Required work ▸ Find the word "name" below. Copy each line that has it.

Source material ▸

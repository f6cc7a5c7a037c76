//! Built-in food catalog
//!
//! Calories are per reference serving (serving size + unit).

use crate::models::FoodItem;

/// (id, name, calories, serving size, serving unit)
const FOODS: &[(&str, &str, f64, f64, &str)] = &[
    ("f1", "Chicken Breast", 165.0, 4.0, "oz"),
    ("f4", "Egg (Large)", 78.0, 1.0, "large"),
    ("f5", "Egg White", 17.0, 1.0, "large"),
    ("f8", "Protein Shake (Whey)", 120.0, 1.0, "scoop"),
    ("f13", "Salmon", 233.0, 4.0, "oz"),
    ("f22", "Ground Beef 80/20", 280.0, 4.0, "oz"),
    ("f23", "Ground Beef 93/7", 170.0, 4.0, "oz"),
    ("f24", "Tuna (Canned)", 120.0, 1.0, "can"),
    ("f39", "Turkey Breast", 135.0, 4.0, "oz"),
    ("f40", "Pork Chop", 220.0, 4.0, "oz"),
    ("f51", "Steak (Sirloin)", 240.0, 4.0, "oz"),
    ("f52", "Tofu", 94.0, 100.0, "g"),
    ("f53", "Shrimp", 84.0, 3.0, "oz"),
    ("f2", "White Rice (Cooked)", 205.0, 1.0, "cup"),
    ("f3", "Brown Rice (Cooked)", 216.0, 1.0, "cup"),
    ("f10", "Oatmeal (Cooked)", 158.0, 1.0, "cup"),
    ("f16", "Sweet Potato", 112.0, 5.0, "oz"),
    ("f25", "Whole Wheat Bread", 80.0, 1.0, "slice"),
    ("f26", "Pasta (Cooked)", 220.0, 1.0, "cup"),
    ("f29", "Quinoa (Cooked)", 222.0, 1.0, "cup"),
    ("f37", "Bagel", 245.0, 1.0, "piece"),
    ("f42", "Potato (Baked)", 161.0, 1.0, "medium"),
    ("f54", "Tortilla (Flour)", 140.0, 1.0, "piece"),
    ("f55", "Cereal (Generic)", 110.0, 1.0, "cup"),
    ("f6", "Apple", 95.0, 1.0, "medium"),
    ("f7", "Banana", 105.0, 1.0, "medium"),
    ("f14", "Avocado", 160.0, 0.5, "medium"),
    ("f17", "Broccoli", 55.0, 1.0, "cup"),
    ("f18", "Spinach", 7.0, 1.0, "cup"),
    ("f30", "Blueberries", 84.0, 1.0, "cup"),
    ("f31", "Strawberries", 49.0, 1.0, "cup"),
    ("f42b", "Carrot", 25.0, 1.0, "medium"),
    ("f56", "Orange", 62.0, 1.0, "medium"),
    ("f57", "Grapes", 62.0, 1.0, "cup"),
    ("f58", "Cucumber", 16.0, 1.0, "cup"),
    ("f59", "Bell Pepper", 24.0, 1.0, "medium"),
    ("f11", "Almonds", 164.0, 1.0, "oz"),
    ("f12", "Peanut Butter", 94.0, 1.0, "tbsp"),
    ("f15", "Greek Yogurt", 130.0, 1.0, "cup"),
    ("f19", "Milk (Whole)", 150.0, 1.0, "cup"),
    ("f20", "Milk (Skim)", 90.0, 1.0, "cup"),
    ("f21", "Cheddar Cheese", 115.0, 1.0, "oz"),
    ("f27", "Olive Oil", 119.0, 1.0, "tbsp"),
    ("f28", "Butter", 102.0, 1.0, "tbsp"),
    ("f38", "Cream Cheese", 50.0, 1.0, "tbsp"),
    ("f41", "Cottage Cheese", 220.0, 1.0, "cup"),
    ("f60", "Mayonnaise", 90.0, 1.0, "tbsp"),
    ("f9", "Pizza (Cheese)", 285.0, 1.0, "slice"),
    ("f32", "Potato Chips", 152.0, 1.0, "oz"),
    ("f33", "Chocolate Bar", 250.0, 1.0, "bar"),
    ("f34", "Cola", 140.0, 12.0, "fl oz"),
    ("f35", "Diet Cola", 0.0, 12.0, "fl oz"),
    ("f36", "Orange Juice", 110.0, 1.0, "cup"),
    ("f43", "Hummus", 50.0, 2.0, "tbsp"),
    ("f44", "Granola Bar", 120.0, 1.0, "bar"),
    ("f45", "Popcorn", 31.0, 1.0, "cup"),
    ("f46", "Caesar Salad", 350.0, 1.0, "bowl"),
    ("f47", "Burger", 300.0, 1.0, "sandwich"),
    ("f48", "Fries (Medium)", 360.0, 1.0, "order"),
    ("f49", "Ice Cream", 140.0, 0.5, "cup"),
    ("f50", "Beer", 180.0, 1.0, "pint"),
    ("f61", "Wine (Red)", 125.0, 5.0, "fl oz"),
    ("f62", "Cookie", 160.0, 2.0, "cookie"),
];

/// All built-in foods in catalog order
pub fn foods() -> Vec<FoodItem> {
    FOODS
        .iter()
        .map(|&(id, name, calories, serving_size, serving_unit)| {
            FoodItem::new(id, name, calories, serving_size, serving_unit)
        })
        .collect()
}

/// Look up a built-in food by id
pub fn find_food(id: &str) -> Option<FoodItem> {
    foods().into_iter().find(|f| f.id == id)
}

Reply to the exercise ▸
/// (id, name, calories, serving size, serving unit)
        .map(|&(id, name, calories, serving_size, serving_unit)| {
            FoodItem::new(id, name, calories, serving_size, serving_unit)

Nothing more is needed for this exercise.